=== INPUT MATERIAL ===
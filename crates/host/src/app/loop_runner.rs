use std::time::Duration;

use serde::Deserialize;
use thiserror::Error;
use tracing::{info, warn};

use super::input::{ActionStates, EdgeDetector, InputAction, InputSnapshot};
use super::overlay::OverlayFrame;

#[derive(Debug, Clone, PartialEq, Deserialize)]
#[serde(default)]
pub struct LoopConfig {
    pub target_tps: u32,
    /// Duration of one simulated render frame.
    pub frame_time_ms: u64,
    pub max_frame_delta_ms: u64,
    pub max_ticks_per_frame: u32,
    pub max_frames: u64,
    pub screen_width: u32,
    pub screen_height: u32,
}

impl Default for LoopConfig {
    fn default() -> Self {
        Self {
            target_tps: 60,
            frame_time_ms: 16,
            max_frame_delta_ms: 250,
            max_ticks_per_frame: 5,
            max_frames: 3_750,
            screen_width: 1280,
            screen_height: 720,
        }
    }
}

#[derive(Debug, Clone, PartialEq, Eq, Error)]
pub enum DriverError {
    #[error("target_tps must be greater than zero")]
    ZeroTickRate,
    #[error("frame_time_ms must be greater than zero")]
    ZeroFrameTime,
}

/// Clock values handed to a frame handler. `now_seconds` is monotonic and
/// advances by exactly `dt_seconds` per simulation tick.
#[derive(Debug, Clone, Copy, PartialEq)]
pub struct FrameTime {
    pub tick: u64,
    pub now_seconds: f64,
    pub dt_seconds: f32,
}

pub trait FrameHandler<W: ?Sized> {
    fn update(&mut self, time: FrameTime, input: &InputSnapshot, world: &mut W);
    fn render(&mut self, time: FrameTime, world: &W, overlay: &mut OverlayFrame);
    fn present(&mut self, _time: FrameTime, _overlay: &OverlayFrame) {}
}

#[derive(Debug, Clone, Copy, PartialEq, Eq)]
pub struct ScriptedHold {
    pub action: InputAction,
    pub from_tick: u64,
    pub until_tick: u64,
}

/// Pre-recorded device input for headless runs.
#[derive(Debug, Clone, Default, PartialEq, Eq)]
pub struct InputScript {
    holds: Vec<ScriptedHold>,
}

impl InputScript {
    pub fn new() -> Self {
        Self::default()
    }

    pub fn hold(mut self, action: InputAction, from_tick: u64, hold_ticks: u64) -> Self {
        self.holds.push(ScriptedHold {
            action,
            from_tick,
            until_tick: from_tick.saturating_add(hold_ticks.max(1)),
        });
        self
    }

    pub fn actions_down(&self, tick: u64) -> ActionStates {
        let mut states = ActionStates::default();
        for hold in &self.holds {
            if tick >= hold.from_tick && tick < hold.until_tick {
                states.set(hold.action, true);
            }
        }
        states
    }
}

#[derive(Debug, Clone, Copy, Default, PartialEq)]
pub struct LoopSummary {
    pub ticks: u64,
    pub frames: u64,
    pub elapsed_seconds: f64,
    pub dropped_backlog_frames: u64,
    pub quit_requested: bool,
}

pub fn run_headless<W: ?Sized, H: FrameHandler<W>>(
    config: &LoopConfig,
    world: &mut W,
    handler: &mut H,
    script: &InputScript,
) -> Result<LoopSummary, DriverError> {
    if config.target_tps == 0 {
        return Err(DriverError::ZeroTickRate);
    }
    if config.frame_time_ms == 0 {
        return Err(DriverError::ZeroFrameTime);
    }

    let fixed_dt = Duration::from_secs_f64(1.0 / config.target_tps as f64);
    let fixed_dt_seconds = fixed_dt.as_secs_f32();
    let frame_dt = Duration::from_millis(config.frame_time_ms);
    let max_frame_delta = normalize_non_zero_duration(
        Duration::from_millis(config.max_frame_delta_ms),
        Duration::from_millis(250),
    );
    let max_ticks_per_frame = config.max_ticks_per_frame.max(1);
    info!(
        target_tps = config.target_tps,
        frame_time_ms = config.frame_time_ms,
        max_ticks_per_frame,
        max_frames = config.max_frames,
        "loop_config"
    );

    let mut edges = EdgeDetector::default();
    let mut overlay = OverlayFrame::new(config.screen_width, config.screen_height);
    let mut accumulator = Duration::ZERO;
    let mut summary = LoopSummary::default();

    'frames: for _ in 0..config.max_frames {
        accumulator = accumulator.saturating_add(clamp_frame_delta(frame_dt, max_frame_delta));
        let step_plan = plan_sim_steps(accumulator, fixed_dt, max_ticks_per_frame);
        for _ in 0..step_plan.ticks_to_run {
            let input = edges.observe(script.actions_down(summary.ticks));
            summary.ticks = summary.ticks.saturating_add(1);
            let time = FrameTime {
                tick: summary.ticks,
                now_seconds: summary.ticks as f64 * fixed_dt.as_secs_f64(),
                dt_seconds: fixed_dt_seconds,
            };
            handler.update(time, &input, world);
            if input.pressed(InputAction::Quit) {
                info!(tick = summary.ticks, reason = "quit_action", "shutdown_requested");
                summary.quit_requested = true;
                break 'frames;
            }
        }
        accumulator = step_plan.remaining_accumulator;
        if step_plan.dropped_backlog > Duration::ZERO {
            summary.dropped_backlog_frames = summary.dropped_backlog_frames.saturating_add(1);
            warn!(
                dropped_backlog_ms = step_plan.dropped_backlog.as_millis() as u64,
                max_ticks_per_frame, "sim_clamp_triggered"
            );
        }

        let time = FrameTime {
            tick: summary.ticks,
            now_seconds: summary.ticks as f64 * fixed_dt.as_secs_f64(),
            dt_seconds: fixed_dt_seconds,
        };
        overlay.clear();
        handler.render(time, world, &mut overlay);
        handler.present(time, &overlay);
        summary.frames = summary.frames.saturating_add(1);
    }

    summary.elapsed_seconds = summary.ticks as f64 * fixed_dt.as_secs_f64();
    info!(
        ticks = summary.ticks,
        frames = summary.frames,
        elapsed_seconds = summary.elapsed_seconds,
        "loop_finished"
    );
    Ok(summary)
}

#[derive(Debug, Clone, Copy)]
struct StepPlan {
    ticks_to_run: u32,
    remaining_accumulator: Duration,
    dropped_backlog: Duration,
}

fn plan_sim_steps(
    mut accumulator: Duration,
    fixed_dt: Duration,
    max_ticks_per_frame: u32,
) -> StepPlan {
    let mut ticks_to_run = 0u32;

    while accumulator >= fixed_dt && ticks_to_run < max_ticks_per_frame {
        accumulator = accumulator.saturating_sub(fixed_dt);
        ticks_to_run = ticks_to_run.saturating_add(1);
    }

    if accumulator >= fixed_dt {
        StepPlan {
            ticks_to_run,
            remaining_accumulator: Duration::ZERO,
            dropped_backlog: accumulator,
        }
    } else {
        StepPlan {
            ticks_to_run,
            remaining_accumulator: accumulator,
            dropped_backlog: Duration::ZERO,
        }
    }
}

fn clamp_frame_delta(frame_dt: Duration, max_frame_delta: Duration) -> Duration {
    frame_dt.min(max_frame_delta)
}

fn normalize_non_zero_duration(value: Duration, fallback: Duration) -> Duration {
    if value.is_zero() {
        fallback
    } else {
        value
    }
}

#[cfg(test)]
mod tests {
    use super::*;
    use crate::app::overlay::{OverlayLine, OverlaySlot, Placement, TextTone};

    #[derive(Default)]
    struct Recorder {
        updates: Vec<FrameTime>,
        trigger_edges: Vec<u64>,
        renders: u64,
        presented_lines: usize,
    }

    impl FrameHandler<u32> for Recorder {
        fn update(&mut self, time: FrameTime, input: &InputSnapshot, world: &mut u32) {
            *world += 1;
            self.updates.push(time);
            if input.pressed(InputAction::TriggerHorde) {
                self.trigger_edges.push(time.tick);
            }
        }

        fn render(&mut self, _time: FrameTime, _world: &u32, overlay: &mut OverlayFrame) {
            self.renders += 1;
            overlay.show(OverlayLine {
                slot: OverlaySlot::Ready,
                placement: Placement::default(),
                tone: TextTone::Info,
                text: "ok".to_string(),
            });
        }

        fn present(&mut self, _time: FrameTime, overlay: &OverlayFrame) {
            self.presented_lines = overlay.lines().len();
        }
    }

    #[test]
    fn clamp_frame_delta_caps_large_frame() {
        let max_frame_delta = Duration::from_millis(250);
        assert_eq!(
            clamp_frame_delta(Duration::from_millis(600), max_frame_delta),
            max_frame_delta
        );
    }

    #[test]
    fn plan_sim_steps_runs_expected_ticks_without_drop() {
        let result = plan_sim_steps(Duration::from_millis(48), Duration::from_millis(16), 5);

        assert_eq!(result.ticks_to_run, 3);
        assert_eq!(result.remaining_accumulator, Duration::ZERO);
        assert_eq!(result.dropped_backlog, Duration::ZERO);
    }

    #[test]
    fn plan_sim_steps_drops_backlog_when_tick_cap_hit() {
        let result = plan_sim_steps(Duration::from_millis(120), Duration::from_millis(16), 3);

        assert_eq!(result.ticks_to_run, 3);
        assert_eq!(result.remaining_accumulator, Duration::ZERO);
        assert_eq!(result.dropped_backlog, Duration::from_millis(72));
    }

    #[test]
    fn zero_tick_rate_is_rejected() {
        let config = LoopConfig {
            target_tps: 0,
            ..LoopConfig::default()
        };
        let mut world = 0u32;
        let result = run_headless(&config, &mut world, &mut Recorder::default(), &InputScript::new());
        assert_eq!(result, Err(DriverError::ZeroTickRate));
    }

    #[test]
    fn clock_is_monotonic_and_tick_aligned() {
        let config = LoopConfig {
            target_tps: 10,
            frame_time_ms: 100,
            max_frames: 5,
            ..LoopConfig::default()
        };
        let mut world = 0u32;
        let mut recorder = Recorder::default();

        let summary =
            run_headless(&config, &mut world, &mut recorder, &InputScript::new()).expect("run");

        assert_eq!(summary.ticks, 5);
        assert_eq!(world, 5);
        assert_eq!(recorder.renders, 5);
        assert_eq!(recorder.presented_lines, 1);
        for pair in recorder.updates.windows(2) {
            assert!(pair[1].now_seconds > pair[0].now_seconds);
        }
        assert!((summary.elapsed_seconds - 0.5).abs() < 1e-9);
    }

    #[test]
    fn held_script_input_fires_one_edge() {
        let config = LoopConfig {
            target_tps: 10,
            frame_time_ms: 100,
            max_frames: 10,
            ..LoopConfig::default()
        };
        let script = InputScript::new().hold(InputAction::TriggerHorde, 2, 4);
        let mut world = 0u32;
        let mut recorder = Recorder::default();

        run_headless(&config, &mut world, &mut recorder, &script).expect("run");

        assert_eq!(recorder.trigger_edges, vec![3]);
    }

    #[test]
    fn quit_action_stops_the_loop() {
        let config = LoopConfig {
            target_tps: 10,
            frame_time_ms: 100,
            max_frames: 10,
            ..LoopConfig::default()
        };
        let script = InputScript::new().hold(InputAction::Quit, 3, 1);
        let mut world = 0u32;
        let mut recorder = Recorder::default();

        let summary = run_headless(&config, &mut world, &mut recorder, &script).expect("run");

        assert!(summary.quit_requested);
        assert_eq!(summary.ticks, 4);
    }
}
===
■ **YOUR TASK**: Go through the material and copy every line in which the word "return" occurs.

■ **YOUR SOLUTION**:
        return Err(DriverError::ZeroTickRate);
        return Err(DriverError::ZeroFrameTime);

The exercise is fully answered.